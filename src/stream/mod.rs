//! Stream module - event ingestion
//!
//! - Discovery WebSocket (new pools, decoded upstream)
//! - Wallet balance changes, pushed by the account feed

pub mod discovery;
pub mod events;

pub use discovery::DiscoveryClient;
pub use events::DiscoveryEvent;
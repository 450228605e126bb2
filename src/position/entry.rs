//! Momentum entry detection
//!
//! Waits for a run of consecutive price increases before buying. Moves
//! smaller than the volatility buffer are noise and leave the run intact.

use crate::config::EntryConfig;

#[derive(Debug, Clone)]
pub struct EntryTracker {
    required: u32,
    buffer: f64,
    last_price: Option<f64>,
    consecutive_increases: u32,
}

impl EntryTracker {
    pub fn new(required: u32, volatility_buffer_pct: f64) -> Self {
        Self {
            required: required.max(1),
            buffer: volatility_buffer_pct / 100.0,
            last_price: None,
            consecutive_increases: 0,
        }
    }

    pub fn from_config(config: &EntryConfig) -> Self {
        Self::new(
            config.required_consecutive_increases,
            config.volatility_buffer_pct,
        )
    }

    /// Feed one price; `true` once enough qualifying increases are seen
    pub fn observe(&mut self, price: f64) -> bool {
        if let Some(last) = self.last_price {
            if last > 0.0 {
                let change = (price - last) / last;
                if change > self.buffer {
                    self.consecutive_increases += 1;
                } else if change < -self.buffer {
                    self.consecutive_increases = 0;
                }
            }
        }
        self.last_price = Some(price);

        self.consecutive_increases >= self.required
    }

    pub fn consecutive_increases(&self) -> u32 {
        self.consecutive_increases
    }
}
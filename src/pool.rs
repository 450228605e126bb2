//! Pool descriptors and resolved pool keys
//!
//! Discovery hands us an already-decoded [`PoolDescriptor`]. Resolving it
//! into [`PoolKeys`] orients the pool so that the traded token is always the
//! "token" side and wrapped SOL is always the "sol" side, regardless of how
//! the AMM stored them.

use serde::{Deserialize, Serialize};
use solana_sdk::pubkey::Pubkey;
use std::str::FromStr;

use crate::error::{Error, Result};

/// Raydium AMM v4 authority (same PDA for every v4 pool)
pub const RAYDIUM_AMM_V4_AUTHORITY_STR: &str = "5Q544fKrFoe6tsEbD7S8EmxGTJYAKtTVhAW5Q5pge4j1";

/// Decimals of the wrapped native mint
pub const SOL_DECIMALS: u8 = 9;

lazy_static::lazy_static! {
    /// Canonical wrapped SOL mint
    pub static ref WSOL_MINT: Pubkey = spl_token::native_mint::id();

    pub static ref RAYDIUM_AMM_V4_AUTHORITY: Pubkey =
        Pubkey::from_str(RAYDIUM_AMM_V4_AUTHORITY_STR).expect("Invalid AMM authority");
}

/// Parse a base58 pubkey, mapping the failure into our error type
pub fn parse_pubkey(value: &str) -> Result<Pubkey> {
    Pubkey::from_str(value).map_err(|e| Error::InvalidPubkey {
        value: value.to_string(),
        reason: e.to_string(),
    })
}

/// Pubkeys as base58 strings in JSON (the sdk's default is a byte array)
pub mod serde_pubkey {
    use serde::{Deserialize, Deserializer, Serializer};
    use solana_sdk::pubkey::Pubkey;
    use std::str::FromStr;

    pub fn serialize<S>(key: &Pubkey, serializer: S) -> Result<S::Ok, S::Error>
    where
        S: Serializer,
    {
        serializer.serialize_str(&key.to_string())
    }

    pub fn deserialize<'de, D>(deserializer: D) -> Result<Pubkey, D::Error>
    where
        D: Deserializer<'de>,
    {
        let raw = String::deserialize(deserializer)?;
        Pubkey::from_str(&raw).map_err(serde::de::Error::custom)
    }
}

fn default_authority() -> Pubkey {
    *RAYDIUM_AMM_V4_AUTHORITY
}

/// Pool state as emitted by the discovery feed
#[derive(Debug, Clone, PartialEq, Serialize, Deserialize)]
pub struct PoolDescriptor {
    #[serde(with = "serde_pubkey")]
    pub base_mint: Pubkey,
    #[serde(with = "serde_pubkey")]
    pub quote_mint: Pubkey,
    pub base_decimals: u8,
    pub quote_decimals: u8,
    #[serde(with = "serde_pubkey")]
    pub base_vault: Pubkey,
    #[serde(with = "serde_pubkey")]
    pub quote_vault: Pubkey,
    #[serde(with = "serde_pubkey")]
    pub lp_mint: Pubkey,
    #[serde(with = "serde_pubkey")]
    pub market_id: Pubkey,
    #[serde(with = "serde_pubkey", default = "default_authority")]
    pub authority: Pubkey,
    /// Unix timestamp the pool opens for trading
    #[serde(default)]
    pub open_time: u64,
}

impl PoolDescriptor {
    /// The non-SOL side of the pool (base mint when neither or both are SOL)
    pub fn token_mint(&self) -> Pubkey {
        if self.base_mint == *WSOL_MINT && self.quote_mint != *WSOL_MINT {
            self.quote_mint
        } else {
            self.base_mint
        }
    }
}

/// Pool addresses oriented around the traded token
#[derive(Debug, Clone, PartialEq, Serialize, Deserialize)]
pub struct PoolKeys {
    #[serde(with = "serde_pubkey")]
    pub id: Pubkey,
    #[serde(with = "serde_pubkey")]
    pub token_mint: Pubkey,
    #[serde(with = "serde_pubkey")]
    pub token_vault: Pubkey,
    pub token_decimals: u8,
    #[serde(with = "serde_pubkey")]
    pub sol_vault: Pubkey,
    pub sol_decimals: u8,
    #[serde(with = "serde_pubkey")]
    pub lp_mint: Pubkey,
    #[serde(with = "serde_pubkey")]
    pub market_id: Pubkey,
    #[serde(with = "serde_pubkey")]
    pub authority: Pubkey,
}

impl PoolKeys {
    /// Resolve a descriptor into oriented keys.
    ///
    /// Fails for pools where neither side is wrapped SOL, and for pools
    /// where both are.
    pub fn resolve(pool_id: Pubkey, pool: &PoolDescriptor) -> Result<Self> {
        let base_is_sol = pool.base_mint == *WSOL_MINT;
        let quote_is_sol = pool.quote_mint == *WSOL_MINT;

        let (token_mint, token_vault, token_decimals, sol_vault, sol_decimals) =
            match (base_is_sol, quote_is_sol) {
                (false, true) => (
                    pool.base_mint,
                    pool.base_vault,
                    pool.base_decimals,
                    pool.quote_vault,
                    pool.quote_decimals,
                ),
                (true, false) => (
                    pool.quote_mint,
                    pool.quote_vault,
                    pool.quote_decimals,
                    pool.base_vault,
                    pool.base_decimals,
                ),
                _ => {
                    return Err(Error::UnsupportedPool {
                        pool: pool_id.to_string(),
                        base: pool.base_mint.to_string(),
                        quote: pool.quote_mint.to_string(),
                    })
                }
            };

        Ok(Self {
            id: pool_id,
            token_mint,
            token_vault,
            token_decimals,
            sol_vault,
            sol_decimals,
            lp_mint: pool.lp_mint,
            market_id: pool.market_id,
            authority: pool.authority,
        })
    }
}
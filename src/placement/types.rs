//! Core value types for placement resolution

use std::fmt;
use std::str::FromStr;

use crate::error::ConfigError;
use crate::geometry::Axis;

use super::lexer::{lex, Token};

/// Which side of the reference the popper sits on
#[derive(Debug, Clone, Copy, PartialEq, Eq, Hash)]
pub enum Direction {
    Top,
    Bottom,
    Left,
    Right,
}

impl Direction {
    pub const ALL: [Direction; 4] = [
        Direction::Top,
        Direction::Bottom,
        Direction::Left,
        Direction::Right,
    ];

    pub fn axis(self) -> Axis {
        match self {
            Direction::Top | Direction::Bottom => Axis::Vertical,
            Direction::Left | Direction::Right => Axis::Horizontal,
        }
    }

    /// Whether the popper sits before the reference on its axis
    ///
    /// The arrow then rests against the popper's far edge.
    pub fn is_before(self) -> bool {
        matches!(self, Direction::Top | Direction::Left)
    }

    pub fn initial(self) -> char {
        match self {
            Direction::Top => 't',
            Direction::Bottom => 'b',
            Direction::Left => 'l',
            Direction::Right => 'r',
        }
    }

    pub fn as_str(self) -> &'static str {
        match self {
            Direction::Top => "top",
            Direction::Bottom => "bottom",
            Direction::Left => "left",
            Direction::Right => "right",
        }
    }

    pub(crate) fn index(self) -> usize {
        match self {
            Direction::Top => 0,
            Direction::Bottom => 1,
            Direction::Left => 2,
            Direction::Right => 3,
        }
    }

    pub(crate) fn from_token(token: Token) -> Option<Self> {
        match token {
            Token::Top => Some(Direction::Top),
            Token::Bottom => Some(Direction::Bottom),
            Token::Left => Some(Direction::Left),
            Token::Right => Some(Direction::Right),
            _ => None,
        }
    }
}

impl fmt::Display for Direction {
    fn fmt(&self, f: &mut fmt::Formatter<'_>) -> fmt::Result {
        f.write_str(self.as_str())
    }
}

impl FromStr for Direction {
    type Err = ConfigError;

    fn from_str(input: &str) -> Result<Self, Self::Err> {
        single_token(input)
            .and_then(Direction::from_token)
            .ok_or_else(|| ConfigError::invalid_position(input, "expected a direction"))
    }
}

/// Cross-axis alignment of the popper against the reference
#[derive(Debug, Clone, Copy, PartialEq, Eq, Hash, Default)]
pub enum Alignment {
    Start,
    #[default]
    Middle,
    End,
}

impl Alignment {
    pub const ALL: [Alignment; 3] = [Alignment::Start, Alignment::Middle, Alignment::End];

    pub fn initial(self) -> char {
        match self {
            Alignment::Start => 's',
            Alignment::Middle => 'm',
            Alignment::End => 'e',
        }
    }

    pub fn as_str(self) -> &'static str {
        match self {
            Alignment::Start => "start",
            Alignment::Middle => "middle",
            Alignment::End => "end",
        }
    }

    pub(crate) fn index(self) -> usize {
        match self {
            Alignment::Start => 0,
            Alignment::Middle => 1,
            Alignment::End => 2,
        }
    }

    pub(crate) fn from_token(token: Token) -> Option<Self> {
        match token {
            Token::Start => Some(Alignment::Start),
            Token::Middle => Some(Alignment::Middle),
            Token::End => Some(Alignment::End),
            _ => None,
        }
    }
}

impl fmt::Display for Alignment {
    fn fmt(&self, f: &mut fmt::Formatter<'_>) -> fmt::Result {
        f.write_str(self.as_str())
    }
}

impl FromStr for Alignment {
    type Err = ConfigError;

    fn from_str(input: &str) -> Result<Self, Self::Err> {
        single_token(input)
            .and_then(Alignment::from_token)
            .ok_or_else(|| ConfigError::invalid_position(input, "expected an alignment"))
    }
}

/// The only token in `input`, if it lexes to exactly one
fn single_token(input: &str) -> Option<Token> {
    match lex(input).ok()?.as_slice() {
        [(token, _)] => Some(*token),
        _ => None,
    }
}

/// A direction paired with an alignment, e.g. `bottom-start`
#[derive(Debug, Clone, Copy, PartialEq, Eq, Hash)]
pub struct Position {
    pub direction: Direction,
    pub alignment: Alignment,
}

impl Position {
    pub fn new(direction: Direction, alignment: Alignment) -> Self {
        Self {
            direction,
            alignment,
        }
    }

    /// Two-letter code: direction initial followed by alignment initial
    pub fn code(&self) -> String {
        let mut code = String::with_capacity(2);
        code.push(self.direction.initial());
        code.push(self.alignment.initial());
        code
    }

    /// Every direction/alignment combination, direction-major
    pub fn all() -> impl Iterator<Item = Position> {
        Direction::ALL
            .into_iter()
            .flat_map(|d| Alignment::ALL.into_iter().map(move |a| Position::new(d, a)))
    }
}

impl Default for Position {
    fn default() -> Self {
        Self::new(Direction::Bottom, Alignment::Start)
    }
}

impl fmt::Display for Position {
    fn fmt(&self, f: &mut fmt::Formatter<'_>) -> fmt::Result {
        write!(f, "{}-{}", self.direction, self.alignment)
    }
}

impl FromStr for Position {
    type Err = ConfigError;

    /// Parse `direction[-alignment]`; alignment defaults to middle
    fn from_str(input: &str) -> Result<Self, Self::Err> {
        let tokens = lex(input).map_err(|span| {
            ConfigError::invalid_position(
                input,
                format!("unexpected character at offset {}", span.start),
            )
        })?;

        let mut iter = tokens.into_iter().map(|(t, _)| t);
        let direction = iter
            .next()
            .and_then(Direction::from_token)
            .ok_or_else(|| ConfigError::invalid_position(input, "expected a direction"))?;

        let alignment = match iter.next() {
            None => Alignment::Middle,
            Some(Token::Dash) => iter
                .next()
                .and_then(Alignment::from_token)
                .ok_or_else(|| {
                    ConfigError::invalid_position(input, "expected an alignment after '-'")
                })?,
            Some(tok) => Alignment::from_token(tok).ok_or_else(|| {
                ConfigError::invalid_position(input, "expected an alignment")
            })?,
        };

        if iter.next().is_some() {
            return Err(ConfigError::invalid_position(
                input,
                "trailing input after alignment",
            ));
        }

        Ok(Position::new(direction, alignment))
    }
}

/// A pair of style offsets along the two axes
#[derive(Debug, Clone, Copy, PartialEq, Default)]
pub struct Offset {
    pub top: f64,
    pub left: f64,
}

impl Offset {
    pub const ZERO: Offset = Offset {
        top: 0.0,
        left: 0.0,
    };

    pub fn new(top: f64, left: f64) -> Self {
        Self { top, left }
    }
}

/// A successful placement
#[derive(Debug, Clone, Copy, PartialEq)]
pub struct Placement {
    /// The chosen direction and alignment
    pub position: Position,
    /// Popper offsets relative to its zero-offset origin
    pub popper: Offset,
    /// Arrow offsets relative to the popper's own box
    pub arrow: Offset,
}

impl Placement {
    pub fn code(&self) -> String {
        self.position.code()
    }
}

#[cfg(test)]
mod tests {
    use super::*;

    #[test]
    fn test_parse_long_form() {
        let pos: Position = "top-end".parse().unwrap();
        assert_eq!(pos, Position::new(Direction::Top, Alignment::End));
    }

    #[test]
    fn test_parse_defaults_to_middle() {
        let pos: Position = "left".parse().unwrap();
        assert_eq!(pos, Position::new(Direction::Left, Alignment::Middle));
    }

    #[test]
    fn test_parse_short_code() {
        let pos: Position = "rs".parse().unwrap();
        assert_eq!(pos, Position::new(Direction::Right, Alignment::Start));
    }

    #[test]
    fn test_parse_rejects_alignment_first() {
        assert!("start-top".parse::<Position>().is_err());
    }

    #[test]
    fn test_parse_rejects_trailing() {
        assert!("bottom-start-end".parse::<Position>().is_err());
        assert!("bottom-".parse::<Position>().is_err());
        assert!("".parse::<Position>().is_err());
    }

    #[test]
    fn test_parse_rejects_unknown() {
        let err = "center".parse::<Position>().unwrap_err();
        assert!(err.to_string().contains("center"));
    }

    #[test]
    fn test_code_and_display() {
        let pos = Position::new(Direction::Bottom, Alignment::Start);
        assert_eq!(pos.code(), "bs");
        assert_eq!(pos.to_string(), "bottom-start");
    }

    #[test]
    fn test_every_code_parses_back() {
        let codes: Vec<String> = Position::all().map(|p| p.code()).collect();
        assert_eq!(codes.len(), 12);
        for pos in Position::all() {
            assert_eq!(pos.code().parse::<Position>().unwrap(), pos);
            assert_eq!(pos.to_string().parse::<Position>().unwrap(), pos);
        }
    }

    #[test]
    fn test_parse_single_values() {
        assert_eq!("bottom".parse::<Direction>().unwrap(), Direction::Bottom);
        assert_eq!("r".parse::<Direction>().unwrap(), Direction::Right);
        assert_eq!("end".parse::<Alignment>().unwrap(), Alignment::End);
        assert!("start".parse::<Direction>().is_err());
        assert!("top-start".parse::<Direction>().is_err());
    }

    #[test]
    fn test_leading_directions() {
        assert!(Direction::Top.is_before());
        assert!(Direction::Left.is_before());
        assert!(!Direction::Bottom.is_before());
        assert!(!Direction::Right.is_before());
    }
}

• • •

When a line above contains the string "next", copy that line.

            .next()
        let alignment = match iter.next() {
                .next()
        if iter.next().is_some() {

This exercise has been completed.